'''

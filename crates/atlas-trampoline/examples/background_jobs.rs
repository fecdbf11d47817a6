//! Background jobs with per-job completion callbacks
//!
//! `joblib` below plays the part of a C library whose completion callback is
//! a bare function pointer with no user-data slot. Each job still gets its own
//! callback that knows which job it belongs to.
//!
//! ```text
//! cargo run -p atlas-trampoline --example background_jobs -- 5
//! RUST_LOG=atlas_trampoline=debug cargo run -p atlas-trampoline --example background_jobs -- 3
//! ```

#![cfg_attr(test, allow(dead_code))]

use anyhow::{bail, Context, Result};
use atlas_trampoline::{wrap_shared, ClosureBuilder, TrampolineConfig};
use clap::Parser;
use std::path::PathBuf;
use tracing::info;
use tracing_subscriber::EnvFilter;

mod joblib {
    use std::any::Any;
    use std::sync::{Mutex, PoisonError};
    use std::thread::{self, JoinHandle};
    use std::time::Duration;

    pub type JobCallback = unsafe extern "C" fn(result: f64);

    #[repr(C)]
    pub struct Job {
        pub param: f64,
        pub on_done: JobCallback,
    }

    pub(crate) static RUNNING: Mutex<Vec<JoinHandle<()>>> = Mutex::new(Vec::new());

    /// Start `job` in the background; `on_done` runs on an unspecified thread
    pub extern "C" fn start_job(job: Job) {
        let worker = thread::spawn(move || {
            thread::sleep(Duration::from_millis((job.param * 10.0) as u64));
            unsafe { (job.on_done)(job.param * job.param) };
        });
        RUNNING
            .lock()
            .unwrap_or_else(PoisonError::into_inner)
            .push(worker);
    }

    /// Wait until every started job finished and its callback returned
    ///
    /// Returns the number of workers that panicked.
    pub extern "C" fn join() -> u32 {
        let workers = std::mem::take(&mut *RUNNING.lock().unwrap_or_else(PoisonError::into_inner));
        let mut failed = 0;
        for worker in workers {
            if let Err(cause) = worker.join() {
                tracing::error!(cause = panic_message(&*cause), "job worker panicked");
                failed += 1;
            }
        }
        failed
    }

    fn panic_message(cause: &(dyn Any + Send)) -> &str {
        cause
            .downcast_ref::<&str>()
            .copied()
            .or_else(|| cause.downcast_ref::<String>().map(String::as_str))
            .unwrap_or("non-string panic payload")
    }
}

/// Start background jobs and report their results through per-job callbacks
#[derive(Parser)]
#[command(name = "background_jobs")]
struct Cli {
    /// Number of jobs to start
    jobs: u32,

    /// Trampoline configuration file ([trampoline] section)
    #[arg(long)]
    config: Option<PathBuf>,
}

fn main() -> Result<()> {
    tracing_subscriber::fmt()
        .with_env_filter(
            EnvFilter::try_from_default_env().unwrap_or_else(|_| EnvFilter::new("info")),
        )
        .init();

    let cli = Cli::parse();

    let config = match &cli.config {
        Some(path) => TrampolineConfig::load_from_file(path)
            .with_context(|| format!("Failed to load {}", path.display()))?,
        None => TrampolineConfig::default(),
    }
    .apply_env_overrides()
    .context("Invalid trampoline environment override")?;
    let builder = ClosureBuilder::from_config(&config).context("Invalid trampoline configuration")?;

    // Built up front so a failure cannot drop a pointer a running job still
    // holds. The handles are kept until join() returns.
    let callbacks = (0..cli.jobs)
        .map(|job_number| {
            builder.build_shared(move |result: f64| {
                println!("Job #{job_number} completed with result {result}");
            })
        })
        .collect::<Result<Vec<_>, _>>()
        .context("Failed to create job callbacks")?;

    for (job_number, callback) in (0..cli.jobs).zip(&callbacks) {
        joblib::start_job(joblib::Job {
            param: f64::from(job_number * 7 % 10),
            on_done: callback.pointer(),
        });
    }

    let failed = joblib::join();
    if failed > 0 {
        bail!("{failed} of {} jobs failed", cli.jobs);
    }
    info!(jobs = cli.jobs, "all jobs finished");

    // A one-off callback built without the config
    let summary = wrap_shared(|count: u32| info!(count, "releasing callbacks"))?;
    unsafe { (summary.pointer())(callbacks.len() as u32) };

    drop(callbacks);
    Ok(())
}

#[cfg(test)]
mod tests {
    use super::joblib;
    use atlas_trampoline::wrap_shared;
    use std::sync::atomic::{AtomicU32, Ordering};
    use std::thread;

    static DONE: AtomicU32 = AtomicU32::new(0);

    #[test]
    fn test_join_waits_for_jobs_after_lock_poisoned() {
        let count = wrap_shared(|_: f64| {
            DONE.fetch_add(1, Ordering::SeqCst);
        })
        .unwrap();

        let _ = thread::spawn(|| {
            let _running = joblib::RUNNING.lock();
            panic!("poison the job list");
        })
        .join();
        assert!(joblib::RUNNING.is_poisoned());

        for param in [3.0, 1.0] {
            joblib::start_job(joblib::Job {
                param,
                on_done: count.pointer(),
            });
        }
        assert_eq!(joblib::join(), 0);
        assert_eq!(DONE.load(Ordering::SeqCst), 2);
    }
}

'''

▸ **AIM OF THE TASK**
If a line of the records above contains the word "move", count it; then give the total and nothing more.

▸ **FINISHED TASK**
2